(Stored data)

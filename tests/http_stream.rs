use std::sync::Arc;
use std::time::Duration;

use parking_lot::Mutex;
use serde_json::json;
use streamchat::client::{ClientError, StreamingChatClient};
use streamchat::http::HttpChatTransport;
use streamchat::model::Agent;
use streamchat::options::{HttpTransport, TransportOptions};
use streamchat::stream::{Callbacks, StreamOutcome};
use wiremock::matchers::{body_partial_json, header, method, path};
use wiremock::{Mock, MockServer, ResponseTemplate};

const HELLO_STREAM: &str = "data: {\"choices\":[{\"delta\":{\"content\":\"Hel\"}}]}\n\n\
data: {\"choices\":[{\"delta\":{\"content\":\"lo\"}}]}\n\n\
data: [DONE]\n\n";

fn recording_callbacks() -> (Callbacks, Arc<Mutex<Vec<String>>>) {
    let log = Arc::new(Mutex::new(Vec::new()));
    let callbacks = Callbacks::new()
        .on_chunk({
            let log = log.clone();
            move |c| log.lock().push(format!("chunk:{c}"))
        })
        .on_complete({
            let log = log.clone();
            move |full| log.lock().push(format!("complete:{full}"))
        })
        .on_error({
            let log = log.clone();
            move |e| log.lock().push(format!("error:{e}"))
        });
    (callbacks, log)
}

fn http_client(
    server: &MockServer,
    credential: Option<&str>,
) -> (
    StreamingChatClient<HttpChatTransport, Callbacks>,
    Arc<Mutex<Vec<String>>>,
) {
    let mut transport = HttpTransport::new(server.uri());
    if let Some(token) = credential {
        transport = transport.with_credential(token);
    }
    let (callbacks, log) = recording_callbacks();
    let client = StreamingChatClient::over_http(TransportOptions::new(transport), callbacks)
        .unwrap()
        .with_agent(Agent::new("agent-1", "Archie"));
    (client, log)
}

#[tokio::test]
async fn streams_reply_with_bearer_and_request_body() {
    let server = MockServer::start().await;
    Mock::given(method("POST"))
        .and(path("/api/chat/stream"))
        .and(header("authorization", "Bearer secret-token"))
        .and(body_partial_json(json!({
            "message": "say hello",
            "agent": { "id": "agent-1" },
            "conversationId": "conv-7"
        })))
        .respond_with(
            ResponseTemplate::new(200)
                .insert_header("content-type", "text/event-stream")
                .set_body_string(HELLO_STREAM),
        )
        .expect(1)
        .mount(&server)
        .await;

    let (client, log) = http_client(&server, Some("secret-token"));
    client.set_conversation_id(Some("conv-7".to_string()));

    let outcome = client.send_message("say hello").await.unwrap();

    assert_eq!(outcome, StreamOutcome::Completed("Hello".to_string()));
    assert_eq!(
        *log.lock(),
        vec!["chunk:Hel", "chunk:lo", "complete:Hello"]
    );
    assert!(!client.is_loading());
}

#[tokio::test]
async fn omits_authorization_without_credential() {
    let server = MockServer::start().await;
    Mock::given(method("POST"))
        .and(path("/api/chat/stream"))
        .respond_with(ResponseTemplate::new(200).set_body_string(HELLO_STREAM))
        .mount(&server)
        .await;

    let (client, _) = http_client(&server, None);
    client.send_message("x").await.unwrap();

    let requests = server.received_requests().await.unwrap();
    assert_eq!(requests.len(), 1);
    assert!(requests[0].headers.get("authorization").is_none());
    let body: serde_json::Value = serde_json::from_slice(&requests[0].body).unwrap();
    assert!(body.get("conversationId").is_none());
}

#[tokio::test]
async fn server_error_reports_http_status() {
    let server = MockServer::start().await;
    Mock::given(method("POST"))
        .and(path("/api/chat/stream"))
        .respond_with(ResponseTemplate::new(500).set_body_string("boom"))
        .mount(&server)
        .await;

    let (client, log) = http_client(&server, None);
    let err = client.send_message("x").await.unwrap_err();

    assert!(matches!(err, ClientError::HttpError { status: 500 }));
    assert_eq!(*log.lock(), vec!["error:HTTP error! status: 500"]);
    assert!(!client.is_loading());
}

#[tokio::test]
async fn no_content_response_has_no_stream() {
    let server = MockServer::start().await;
    Mock::given(method("POST"))
        .and(path("/api/chat/stream"))
        .respond_with(ResponseTemplate::new(204))
        .mount(&server)
        .await;

    let (client, _) = http_client(&server, None);
    let err = client.send_message("x").await.unwrap_err();

    assert!(matches!(err, ClientError::NoStreamAvailable));
}

#[tokio::test]
async fn missing_agent_sends_nothing() {
    let server = MockServer::start().await;
    Mock::given(method("POST"))
        .respond_with(ResponseTemplate::new(200))
        .expect(0)
        .mount(&server)
        .await;

    let (client, _) = http_client(&server, None);
    client.set_agent(None);

    let err = client.send_message("x").await.unwrap_err();
    assert!(matches!(err, ClientError::NoAgentSelected));
}

#[tokio::test]
async fn abort_while_waiting_for_headers() {
    let server = MockServer::start().await;
    Mock::given(method("POST"))
        .and(path("/api/chat/stream"))
        .respond_with(
            ResponseTemplate::new(200)
                .set_body_string(HELLO_STREAM)
                .set_delay(Duration::from_secs(10)),
        )
        .mount(&server)
        .await;

    let (client, log) = http_client(&server, None);
    let client = Arc::new(client);

    let task = tokio::spawn({
        let client = client.clone();
        async move { client.send_message("x").await }
    });
    while !client.is_loading() {
        tokio::time::sleep(Duration::from_millis(5)).await;
    }
    tokio::time::sleep(Duration::from_millis(50)).await;
    client.abort();

    let outcome = tokio::time::timeout(Duration::from_secs(2), task)
        .await
        .expect("abort should end the call promptly")
        .unwrap()
        .unwrap();

    assert_eq!(outcome, StreamOutcome::Cancelled);
    assert!(log.lock().is_empty());
    assert!(!client.is_loading());
}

> _TASK OBJECTIVE_: All lines of the data above that include the word "HttpTransport" must be shown.

> _EXERCISE RESPONSE_:
use streamchat::options::{HttpTransport, TransportOptions};
    let mut transport = HttpTransport::new(server.uri());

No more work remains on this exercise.